* **WHAT IS EXPECTED**
Which lines in the data below contain the string "multiplier"? Show each one.

* **EXTRACTED INFORMATION**
^^^^^^^^^^^^^^^^

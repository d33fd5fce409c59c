//! Resolves every source concurrently and merges the results.

use crate::error::{ConfigError, Result};
use crate::merge::merge_layers;
use crate::sources::{DecoderRegistry, FileReader, ScriptEvaluator, Source, extension_of};
use crate::value::ConfigValue;
use futures::future::try_join_all;
use serde_json::Value;
use std::collections::HashMap;
use std::path::Path;
use std::sync::Arc;
use tracing::{debug, warn};

/// Turns a source list into one frozen tree.
///
/// All sources are resolved concurrently; the pass fails as a whole if any
/// single source fails (script sources excepted, see
/// [`ScriptEvaluator`]).
pub(crate) struct ConfigLoader {
    reader: Arc<dyn FileReader>,
    decoders: DecoderRegistry,
    scripts: HashMap<String, Arc<dyn ScriptEvaluator>>,
}

impl ConfigLoader {
    pub(crate) fn new(
        reader: Arc<dyn FileReader>,
        decoders: DecoderRegistry,
        scripts: HashMap<String, Arc<dyn ScriptEvaluator>>,
    ) -> Self {
        Self {
            reader,
            decoders,
            scripts,
        }
    }

    /// Resolve, merge in list order and freeze.
    pub(crate) async fn load(&self, sources: &[Source]) -> Result<ConfigValue> {
        let resolved = try_join_all(sources.iter().map(|source| self.resolve(source))).await?;
        Ok(ConfigValue::from(merge_layers(resolved)))
    }

    async fn resolve(&self, source: &Source) -> Result<Value> {
        let path = match source {
            Source::Inline(value) => return Ok(Value::clone(value)),
            Source::File(path) => path,
        };

        let extension = extension_of(path);
        if let Some(evaluator) = self.scripts.get(&extension) {
            return Ok(self.evaluate_script(evaluator.as_ref(), path).await);
        }
        if !self.decoders.supports(&extension) {
            return Err(ConfigError::UnsupportedFormat {
                path: path.clone(),
                extension,
            });
        }

        let text = self.reader.read_to_string(Path::new(path)).await?;
        let value = self.decoders.decode(path, &text)?;
        debug!(source = %source.name(), "resolved configuration source");
        Ok(value)
    }

    async fn evaluate_script(&self, evaluator: &dyn ScriptEvaluator, path: &str) -> Value {
        match evaluator.evaluate(Path::new(path)).await {
            Ok(output) => output.into_value(),
            Err(message) => {
                warn!(path, error = %message, "script source failed, contributing an empty map");
                Value::Object(serde_json::Map::new())
            }
        }
    }
}
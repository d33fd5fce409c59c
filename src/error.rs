//! Error types for layerstack-config.

use std::sync::Arc;

/// Result type alias for layerstack-config operations.
pub type Result<T> = std::result::Result<T, ConfigError>;

/// Errors that can occur when loading or reading configuration.
///
/// The type is `Clone` because a single load outcome is handed to every
/// caller that joined the same in-flight pass.
#[derive(Debug, Clone, thiserror::Error)]
pub enum ConfigError {
    /// The accessor has not completed a successful load yet.
    #[error("Configuration is not ready: no load has completed successfully")]
    NotReady,

    /// The global registry was read before `init` was ever called.
    #[error("Global configuration has not been initialized")]
    NotInitialized,

    /// No decoder is registered for the file's extension.
    #[error("Unsupported configuration format '{extension}' for file: {path}")]
    UnsupportedFormat {
        /// Path of the offending file source
        path: String,
        /// The extension that was looked up (empty if the file has none)
        extension: String,
    },

    /// A strict-grammar decoder rejected the file content.
    #[error("Failed to decode {format} file '{path}': {message}")]
    Decode {
        /// Path of the file being decoded
        path: String,
        /// Format name of the decoder that failed
        format: &'static str,
        /// Decoder error message
        message: String,
    },

    /// The file could not be read.
    #[error("IO error reading '{path}': {source}")]
    Io {
        /// Path of the file being read
        path: String,
        /// Underlying IO error
        #[source]
        source: Arc<std::io::Error>,
    },

    /// A resolved value could not be converted into the requested type.
    #[error("Failed to deserialize configuration value: {0}")]
    Deserialize(String),

    /// File watching failed to initialize.
    #[error("File watching error: {0}")]
    Watch(String),

    /// Generic error for other cases.
    #[error("Configuration error: {0}")]
    Other(String),
}

impl ConfigError {
    pub(crate) fn io(path: impl Into<String>, err: std::io::Error) -> Self {
        Self::Io {
            path: path.into(),
            source: Arc::new(err),
        }
    }

    /// Returns `true` for errors that abort a load pass, as opposed to
    /// contract violations like reading before the first load.
    pub fn is_load_failure(&self) -> bool {
        matches!(
            self,
            Self::UnsupportedFormat { .. } | Self::Decode { .. } | Self::Io { .. } | Self::Other(_)
        )
    }
}

#[cfg(test)]
mod tests {
    use super::*;

    #[test]
    fn test_display_unsupported_format() {
        let err = ConfigError::UnsupportedFormat {
            path: "app.ini".to_string(),
            extension: "ini".to_string(),
        };
        assert_eq!(
            err.to_string(),
            "Unsupported configuration format 'ini' for file: app.ini"
        );
    }

    #[test]
    fn test_io_error_is_cloneable() {
        let err = ConfigError::io(
            "missing.json",
            std::io::Error::new(std::io::ErrorKind::NotFound, "gone"),
        );
        let cloned = err.clone();
        assert!(cloned.to_string().contains("missing.json"));
        assert!(cloned.is_load_failure());
    }

    #[test]
    fn test_contract_errors_are_not_load_failures() {
        assert!(!ConfigError::NotReady.is_load_failure());
        assert!(!ConfigError::NotInitialized.is_load_failure());
    }
}
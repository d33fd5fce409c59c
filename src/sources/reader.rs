//! Raw file reading for file sources.

use crate::error::{ConfigError, Result};
use async_trait::async_trait;
use std::path::Path;

/// Reads a file source into UTF-8 text.
///
/// Implement this to load configuration from somewhere other than the local
/// filesystem, or to observe reads in tests.
#[async_trait]
pub trait FileReader: Send + Sync {
    /// Read the whole file as text.
    ///
    /// # Errors
    ///
    /// Returns [`ConfigError::Io`] if the file cannot be read or is not UTF-8.
    async fn read_to_string(&self, path: &Path) -> Result<String>;
}

/// Reads from the local filesystem with `tokio::fs`.
#[derive(Debug, Default, Clone, Copy)]
pub struct FsReader;

#[async_trait]
impl FileReader for FsReader {
    async fn read_to_string(&self, path: &Path) -> Result<String> {
        tokio::fs::read_to_string(path)
            .await
            .map_err(|e| ConfigError::io(path.display().to_string(), e))
    }
}
//! Change notification: subscribers called after each publish, and
//! file watching that triggers reloads.

pub mod subscriber;
#[cfg(feature = "file-watch")]
pub mod watcher;

pub use subscriber::{SubscriberRegistry, SubscriptionHandle};
#[cfg(feature = "file-watch")]
pub use watcher::ConfigWatcher;
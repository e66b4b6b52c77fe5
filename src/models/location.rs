//! Coordinate model

use serde::{Deserialize, Serialize};
use std::fmt;

/// Number of fractional digits kept for latitude and longitude
pub const COORDINATE_PRECISION: u32 = 2;

/// Geographic position, rounded once at creation and never changed afterwards
#[derive(Debug, Serialize, Deserialize, Clone, Copy, PartialEq)]
pub struct Coordinate {
    latitude: f64,
    longitude: f64,
}

impl Coordinate {
    /// Create a coordinate, rounding both components to 2 decimal places.
    /// Exact ties go to the even digit.
    #[must_use]
    pub fn new(latitude: f64, longitude: f64) -> Self {
        Self {
            latitude: round_to(latitude, COORDINATE_PRECISION),
            longitude: round_to(longitude, COORDINATE_PRECISION),
        }
    }

    #[must_use]
    pub fn latitude(&self) -> f64 {
        self.latitude
    }

    #[must_use]
    pub fn longitude(&self) -> f64 {
        self.longitude
    }

    /// Point halfway between `self` and `other`, used to center the trip map
    #[must_use]
    pub fn midpoint(&self, other: &Coordinate) -> (f64, f64) {
        (
            (self.latitude + other.latitude) / 2.0,
            (self.longitude + other.longitude) / 2.0,
        )
    }
}

impl fmt::Display for Coordinate {
    fn fmt(&self, f: &mut fmt::Formatter<'_>) -> fmt::Result {
        write!(f, "{} : {}", self.latitude, self.longitude)
    }
}

fn round_to(value: f64, precision: u32) -> f64 {
    let multiplier = 10_f64.powi(i32::try_from(precision).unwrap_or(2));
    (value * multiplier).round_ties_even() / multiplier
}

#[cfg(test)]
mod tests {
    use super::*;

    #[test]
    fn test_coordinate_is_rounded() {
        let coordinate = Coordinate::new(51.107_883, 17.038_538);
        assert_eq!(coordinate.latitude(), 51.11);
        assert_eq!(coordinate.longitude(), 17.04);
    }

    #[test]
    fn test_negative_coordinates() {
        let coordinate = Coordinate::new(-33.868_82, -151.209_295);
        assert_eq!(coordinate.latitude(), -33.87);
        assert_eq!(coordinate.longitude(), -151.21);
    }

    #[test]
    fn test_ties_round_to_even() {
        let coordinate = Coordinate::new(51.125, 16.375);
        assert_eq!(coordinate.latitude(), 51.12);
        assert_eq!(coordinate.longitude(), 16.38);
        assert_eq!(Coordinate::new(-0.125, 0.5).latitude(), -0.12);
    }

    #[test]
    fn test_midpoint() {
        let first = Coordinate::new(50.0, 16.0);
        let last = Coordinate::new(52.0, 21.0);
        assert_eq!(first.midpoint(&last), (51.0, 18.5));
    }

    #[test]
    fn test_display() {
        assert_eq!(Coordinate::new(51.11, 17.04).to_string(), "51.11 : 17.04");
    }
}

^^^^^^^^^^^^^^^^

* **ANSWER FOR THIS EXERCISE**
    let multiplier = 10_f64.powi(i32::try_from(precision).unwrap_or(2));
    (value * multiplier).round_ties_even() / multiplier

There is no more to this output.